**Directions for this task:** Beginning with the line that contains "repository cccda39b5ebc819d" in the material below, print each line exactly until the line that contains "use clap::Parser;" has been printed, then stop.

**Exercise materials:**
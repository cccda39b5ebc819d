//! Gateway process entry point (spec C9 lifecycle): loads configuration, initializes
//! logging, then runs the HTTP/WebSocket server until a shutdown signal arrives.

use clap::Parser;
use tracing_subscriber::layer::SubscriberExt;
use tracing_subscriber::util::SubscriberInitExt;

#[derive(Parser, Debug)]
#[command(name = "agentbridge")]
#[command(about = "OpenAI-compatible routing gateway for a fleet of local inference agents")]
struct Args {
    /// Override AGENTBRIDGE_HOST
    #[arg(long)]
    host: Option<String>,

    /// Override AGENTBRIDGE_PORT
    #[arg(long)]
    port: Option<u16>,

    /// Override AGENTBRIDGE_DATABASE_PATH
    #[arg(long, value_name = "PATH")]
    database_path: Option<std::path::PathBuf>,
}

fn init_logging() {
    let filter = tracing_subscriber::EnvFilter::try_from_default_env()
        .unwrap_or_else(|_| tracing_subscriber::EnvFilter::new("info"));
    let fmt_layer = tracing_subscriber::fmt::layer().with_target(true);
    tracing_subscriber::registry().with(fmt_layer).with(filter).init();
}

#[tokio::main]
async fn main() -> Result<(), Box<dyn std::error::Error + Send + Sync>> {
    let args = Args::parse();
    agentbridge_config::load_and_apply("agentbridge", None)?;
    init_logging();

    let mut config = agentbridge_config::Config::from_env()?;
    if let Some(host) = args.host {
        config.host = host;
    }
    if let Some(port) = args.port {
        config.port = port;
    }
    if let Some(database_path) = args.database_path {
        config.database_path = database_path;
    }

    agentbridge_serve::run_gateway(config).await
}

* * *

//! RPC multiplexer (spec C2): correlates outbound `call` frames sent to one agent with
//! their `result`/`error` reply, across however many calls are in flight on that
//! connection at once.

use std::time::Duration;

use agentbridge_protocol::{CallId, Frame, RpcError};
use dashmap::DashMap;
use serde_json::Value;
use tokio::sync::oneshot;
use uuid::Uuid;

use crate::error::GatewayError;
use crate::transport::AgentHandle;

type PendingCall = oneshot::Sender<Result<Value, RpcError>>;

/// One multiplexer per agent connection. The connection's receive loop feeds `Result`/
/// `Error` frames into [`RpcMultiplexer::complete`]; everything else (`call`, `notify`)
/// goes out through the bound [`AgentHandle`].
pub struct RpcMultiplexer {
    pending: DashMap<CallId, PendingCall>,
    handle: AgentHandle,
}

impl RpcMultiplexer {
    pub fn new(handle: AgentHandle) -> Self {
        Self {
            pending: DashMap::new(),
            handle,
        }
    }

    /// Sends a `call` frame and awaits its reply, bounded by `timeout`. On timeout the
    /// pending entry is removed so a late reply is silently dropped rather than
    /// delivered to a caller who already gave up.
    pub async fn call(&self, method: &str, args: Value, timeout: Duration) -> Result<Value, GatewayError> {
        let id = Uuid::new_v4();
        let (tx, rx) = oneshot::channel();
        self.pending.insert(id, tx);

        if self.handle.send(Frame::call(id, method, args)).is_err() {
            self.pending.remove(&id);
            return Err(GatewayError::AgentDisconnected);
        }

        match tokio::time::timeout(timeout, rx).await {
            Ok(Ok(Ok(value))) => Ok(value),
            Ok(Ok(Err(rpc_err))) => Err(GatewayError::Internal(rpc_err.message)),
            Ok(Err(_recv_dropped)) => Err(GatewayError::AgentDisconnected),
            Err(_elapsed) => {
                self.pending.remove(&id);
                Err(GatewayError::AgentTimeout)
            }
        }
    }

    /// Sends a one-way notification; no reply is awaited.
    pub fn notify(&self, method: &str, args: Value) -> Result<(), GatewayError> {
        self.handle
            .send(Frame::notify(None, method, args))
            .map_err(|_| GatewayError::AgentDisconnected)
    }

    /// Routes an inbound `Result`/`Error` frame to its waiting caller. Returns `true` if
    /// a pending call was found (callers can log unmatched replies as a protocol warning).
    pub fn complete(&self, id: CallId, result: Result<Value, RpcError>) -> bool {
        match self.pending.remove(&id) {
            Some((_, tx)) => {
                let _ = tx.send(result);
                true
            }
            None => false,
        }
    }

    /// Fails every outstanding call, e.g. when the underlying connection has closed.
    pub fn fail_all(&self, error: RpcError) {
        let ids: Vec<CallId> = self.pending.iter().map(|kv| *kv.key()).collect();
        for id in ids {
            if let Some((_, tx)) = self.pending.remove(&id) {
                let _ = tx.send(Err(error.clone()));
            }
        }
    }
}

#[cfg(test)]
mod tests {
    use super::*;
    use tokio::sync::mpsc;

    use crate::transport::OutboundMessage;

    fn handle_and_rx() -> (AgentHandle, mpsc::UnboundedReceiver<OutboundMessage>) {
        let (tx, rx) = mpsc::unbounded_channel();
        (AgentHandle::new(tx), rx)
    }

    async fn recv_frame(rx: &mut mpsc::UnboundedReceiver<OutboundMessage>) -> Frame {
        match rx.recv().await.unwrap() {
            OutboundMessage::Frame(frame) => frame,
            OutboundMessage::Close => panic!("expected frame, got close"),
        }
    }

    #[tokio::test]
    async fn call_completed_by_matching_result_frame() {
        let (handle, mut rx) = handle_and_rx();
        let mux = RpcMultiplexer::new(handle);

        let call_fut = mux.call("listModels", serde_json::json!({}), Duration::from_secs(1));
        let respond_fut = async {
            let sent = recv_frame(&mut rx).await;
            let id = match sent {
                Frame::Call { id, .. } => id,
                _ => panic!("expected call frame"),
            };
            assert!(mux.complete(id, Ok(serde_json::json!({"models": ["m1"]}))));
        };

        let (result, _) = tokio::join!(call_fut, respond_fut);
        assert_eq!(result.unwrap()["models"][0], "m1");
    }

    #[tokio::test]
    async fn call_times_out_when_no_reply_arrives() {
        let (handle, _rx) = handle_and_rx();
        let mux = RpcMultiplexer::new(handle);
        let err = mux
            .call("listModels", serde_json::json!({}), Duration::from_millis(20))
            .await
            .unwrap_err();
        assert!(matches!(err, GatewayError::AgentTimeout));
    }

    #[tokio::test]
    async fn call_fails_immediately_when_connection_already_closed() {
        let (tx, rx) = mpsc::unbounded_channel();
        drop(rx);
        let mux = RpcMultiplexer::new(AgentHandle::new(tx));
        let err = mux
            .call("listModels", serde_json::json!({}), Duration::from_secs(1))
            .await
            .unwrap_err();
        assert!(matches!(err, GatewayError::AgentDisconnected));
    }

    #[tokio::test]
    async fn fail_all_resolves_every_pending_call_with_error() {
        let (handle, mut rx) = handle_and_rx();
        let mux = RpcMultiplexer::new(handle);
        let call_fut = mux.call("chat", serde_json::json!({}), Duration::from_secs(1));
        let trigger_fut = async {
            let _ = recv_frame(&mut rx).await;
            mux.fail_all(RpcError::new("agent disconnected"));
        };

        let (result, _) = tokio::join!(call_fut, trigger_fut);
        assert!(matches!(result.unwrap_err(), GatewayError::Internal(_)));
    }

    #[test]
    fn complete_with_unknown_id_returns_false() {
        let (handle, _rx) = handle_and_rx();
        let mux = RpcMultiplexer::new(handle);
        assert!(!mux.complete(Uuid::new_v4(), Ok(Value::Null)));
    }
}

**Your solution:**
repository cccda39b5ebc819d
//! Gateway process entry point (spec C9 lifecycle): loads configuration, initializes
//! logging, then runs the HTTP/WebSocket server until a shutdown signal arrives.

use clap::Parser;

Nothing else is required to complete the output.